The event's main speakers were Russell Gill, Head of Membership at the Co-operative Group and Dave Boyle CEO of Supporters Direct. Who both gave balanced reasoned arguments discussing the opportunities and threats to the co-operative movements involvement and association with the Big Society. With other delegates contributions here is a summary of main points:
Should be in:
- Every so-often co-operatives become part of the zeitgeist and we should take advantage to promote co-operatives in their current forms when this happens (every 10-20 yrs).
- Be confident in our own language and clear about the aspects of Big Society we want to be involved in and those we should stay well clear of.
- If we involve ourselves early and state our case confidently we can beat our competitors and the more unscrupulous private sectors businesses in the delivery of public sector contracts (that are going to happen whether we are in or out).
- This might actually be a genuine attempt by the Conservatives to reach out to the co-operative movement and find better solutions for meeting peoples needs.
- Co-operatives purpose is to bring people together to meet their needs and we especially thrive in recession or when people face real hardship. With the cuts taking place that is going to be quite likely.
Should be out:
- The "Big Society" is just a clever rephrase of its opposite "Small State" and we should be wary of being a shield for ideologically driven cuts.
- You can not "empower communities"; power is taken it can't be given to people. the Big Society is a top down approach and like earlier top down approach (Bennite Co-ops, Bus Privatisations) is more likely to fail.
- Co-operatives could be left with the scraps while the more profitable and easier aspects of public services are sold of to investor owned businesses.
- Are we ready, do we have the scale and ability to successfully deliver?
I also attended a workshop on how to engage with new forms of co-operation and the more radical things going on. Are the student fee's protesters, #ukuncut and other responses to the Big Society "proto Co-operatives"? If so what can we learn from these new vibrant forms of collaboration and what can they learn from us (we have had years of learning by trial and error, must be something to show for it).

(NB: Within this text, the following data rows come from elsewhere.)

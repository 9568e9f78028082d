//! First-run setup gate.
//!
//! While the completion marker is absent the node mints a one-time setup
//! token, keeping only its SHA-256 hash on disk. Redemption is constant-time
//! compared, single use, and bounded by a ten-minute window; success writes
//! the marker and deletes the token hash. The transition is one-way.

use rand::RngCore;
use sdn_core::{SdnError, Timestamp, SETUP_TOKEN_BYTES, SETUP_TOKEN_TTL_SECS};
use serde::{Deserialize, Serialize};
use sha2::{Digest, Sha256};
use std::fs;
use std::path::{Path, PathBuf};
use subtle::ConstantTimeEq;
use tracing::info;

const MARKER_FILE: &str = "setup.complete";
const TOKEN_FILE: &str = "setup.token";

#[derive(Serialize, Deserialize)]
struct TokenRecord {
    token_sha256: String,
    created_at: Timestamp,
}

/// Token-gated first-run initialization state machine.
pub struct SetupService {
    data_dir: PathBuf,
}

fn set_owner_only(path: &Path) {
    #[cfg(unix)]
    {
        use std::os::unix::fs::PermissionsExt;
        let _ = fs::set_permissions(path, fs::Permissions::from_mode(0o600));
    }
}

/// Strip separators and uppercase, so operators can retype the token loosely.
fn normalize(token: &str) -> String {
    token
        .chars()
        .filter(|c| c.is_ascii_alphanumeric())
        .map(|c| c.to_ascii_uppercase())
        .collect()
}

fn token_hash(token: &str) -> String {
    hex::encode(Sha256::digest(normalize(token).as_bytes()))
}

impl SetupService {
    pub fn new(data_dir: impl Into<PathBuf>) -> Self {
        Self {
            data_dir: data_dir.into(),
        }
    }

    fn marker_path(&self) -> PathBuf {
        self.data_dir.join(MARKER_FILE)
    }

    fn token_path(&self) -> PathBuf {
        self.data_dir.join(TOKEN_FILE)
    }

    /// Whether first-run setup has been completed.
    pub fn is_complete(&self) -> bool {
        self.marker_path().exists()
    }

    /// Mint the setup token if setup is pending and none was minted yet.
    ///
    /// Returns the display token exactly once; only the hash is stored. On
    /// later calls (or after completion) returns `None`.
    pub fn mint_token(&self, now: Timestamp) -> Result<Option<String>, SdnError> {
        if self.is_complete() || self.token_path().exists() {
            return Ok(None);
        }
        fs::create_dir_all(&self.data_dir)?;

        let mut raw = [0u8; SETUP_TOKEN_BYTES];
        rand::rngs::OsRng.fill_bytes(&mut raw);
        // 32 hex chars in dash-separated groups of four, for reading aloud.
        let display = hex::encode_upper(raw)
            .as_bytes()
            .chunks(4)
            .map(|c| std::str::from_utf8(c).expect("hex is ascii"))
            .collect::<Vec<_>>()
            .join("-");

        let record = TokenRecord {
            token_sha256: token_hash(&display),
            created_at: now,
        };
        let json =
            serde_json::to_string(&record).map_err(|e| SdnError::Serialization(e.to_string()))?;
        fs::write(self.token_path(), json)?;
        set_owner_only(&self.token_path());
        info!("setup token minted; redeem within {SETUP_TOKEN_TTL_SECS} seconds of first use");
        Ok(Some(display))
    }

    /// Validate a presented token without consuming it.
    pub fn check_token(&self, token: &str, now: Timestamp) -> Result<(), SdnError> {
        if self.is_complete() {
            return Err(SdnError::SetupAlreadyComplete);
        }
        let raw = match fs::read_to_string(self.token_path()) {
            Ok(raw) => raw,
            Err(_) => return Err(SdnError::SetupNotStarted),
        };
        let record: TokenRecord =
            serde_json::from_str(&raw).map_err(|e| SdnError::Serialization(e.to_string()))?;

        if now - record.created_at > SETUP_TOKEN_TTL_SECS {
            return Err(SdnError::AuthFailed);
        }
        let presented = token_hash(token);
        if presented.as_bytes().ct_eq(record.token_sha256.as_bytes()).into() {
            Ok(())
        } else {
            Err(SdnError::AuthFailed)
        }
    }

    /// Redeem the token: validate, write the completion marker, delete the
    /// hash file. After this returns, every further setup call fails with
    /// `SetupAlreadyComplete`.
    pub fn consume_and_complete(&self, token: &str, now: Timestamp) -> Result<(), SdnError> {
        self.check_token(token, now)?;
        fs::write(self.marker_path(), format!("{now}\n"))?;
        set_owner_only(&self.marker_path());
        fs::remove_file(self.token_path())?;
        info!("first-run setup complete");
        Ok(())
    }
}

#[cfg(test)]
mod tests {
    use super::*;

    fn service() -> (tempfile::TempDir, SetupService) {
        let dir = tempfile::tempdir().unwrap();
        let svc = SetupService::new(dir.path());
        (dir, svc)
    }

    #[test]
    fn token_minted_once_and_redeemed_once() {
        let (_dir, svc) = service();
        assert!(!svc.is_complete());

        let token = svc.mint_token(1_000).unwrap().unwrap();
        // Only the hash is on disk; the display form never recurs.
        assert!(svc.mint_token(1_000).unwrap().is_none());

        assert!(matches!(
            svc.check_token("AAAA-BBBB-CCCC-DDDD-AAAA-BBBB-CCCC-DDDD", 1_100),
            Err(SdnError::AuthFailed)
        ));
        svc.consume_and_complete(&token, 1_100).unwrap();

        assert!(svc.is_complete());
        assert!(!svc.data_dir.join(TOKEN_FILE).exists());
        assert!(matches!(
            svc.consume_and_complete(&token, 1_100),
            Err(SdnError::SetupAlreadyComplete)
        ));
    }

    #[test]
    fn token_expires_after_window() {
        let (_dir, svc) = service();
        let token = svc.mint_token(1_000).unwrap().unwrap();
        assert!(svc.check_token(&token, 1_000 + SETUP_TOKEN_TTL_SECS).is_ok());
        assert!(matches!(
            svc.check_token(&token, 1_001 + SETUP_TOKEN_TTL_SECS),
            Err(SdnError::AuthFailed)
        ));
    }

    #[test]
    fn token_entry_is_forgiving_about_formatting() {
        let (_dir, svc) = service();
        let token = svc.mint_token(0).unwrap().unwrap();
        let sloppy = token.replace('-', " ").to_ascii_lowercase();
        assert!(svc.check_token(&sloppy, 1).is_ok());
    }

    #[test]
    fn check_before_mint_reports_not_started() {
        let (_dir, svc) = service();
        assert!(matches!(
            svc.check_token("anything", 0),
            Err(SdnError::SetupNotStarted)
        ));
    }

    #[test]
    fn completion_survives_restart() {
        let dir = tempfile::tempdir().unwrap();
        {
            let svc = SetupService::new(dir.path());
            let token = svc.mint_token(0).unwrap().unwrap();
            svc.consume_and_complete(&token, 1).unwrap();
        }
        let svc = SetupService::new(dir.path());
        assert!(svc.is_complete());
        assert!(svc.mint_token(2).unwrap().is_none());
    }
}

Unfortunately I had to leave before the end so I wasn't about for the final debate. But something tells me there was no simple "in or out" resolution.
Like a few other issues that raised their head throughout the weekend (are Community Benefit Societies or John Lewis Partnership co-operatives?). It would be great if the Co-operative Movement had a Pope who could decide on such matters. But we haven't "Co-operative" is a social construct and we re-create it with every discussion based on our underlying shared values.
My view from was and remains that the "Big Society" will will come and got like many other phrases and top-down initiatives. Who says "The Third Way" anymore?
Co-operation is an instinctive and natural behaviour for humans. Co-operatives have done their thing for 150 years and they will continue do their thing for the next. If other people want to join us on our journey for a bit that's great and we will enjoy the chit chat, but we won't be expecting them to stay on the same path forever.